* **Work to complete**
Copy out every line of the records in which "problems" can be found.

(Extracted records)
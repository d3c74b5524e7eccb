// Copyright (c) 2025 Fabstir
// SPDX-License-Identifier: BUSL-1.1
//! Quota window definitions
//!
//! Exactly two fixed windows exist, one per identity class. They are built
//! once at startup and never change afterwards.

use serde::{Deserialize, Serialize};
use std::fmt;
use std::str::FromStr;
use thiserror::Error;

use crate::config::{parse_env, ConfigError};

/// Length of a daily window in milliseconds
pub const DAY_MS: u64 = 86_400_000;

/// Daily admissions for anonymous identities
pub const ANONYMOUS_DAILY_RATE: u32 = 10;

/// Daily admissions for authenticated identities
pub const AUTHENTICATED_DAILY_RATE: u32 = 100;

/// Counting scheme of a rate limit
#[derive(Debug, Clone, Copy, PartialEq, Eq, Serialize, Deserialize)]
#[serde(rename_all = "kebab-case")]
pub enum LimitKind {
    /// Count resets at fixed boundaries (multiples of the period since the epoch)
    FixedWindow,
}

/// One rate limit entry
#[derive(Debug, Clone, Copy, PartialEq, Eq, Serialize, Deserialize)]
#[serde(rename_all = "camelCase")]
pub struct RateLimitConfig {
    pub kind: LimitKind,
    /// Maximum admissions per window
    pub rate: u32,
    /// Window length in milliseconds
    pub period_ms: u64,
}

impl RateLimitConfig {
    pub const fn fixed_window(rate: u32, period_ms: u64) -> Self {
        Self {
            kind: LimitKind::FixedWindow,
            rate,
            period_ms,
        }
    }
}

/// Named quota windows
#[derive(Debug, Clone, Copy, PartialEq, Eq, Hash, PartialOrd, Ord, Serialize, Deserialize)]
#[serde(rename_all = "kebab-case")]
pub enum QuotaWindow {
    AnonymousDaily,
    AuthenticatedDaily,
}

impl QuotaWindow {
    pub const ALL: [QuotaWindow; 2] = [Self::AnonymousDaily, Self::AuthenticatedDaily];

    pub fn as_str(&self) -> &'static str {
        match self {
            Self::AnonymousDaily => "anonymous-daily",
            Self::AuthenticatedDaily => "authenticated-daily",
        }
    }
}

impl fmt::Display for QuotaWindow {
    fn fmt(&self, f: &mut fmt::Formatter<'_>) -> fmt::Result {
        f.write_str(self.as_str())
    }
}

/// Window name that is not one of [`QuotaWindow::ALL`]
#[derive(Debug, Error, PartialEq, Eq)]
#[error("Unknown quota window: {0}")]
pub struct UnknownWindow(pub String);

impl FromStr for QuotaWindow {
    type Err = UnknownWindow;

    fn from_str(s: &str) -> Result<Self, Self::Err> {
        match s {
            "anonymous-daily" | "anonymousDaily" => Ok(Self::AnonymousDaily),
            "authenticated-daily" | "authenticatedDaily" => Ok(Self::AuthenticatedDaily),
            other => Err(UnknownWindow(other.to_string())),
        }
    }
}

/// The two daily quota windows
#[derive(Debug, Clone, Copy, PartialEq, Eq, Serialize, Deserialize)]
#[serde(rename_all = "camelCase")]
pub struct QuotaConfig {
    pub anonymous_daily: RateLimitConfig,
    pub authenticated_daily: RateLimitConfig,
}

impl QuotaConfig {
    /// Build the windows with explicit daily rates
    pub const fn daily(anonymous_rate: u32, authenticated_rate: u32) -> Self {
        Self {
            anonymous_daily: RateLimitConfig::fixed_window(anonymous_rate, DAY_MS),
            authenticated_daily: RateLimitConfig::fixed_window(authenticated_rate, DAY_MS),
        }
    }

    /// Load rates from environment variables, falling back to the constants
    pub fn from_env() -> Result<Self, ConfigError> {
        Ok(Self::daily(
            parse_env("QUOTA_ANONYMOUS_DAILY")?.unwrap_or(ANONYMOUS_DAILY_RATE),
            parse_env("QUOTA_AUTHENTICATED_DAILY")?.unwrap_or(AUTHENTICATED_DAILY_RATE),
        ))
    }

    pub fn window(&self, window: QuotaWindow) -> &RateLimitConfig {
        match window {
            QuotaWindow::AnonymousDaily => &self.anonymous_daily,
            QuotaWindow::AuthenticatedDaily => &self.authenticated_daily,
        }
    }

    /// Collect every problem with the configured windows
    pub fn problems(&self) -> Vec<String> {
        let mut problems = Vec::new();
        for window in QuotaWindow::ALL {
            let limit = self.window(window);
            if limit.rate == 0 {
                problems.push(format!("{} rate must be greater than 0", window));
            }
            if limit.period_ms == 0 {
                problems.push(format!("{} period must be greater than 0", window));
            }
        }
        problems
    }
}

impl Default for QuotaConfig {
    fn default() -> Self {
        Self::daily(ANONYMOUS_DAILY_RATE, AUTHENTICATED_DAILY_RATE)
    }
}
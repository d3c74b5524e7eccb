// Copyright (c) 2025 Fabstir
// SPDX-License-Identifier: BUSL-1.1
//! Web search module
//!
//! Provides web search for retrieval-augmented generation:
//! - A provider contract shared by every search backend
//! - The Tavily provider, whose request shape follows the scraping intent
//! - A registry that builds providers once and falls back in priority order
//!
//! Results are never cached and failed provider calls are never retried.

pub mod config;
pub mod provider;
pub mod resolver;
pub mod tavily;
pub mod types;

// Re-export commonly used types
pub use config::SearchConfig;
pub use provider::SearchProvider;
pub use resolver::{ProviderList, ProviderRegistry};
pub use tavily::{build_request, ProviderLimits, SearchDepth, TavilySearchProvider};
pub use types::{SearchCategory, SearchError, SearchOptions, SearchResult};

* **Solved problem**
    pub fn problems(&self) -> Vec<String> {
        let mut problems = Vec::new();
                problems.push(format!("{} rate must be greater than 0", window));
                problems.push(format!("{} period must be greater than 0", window));
        problems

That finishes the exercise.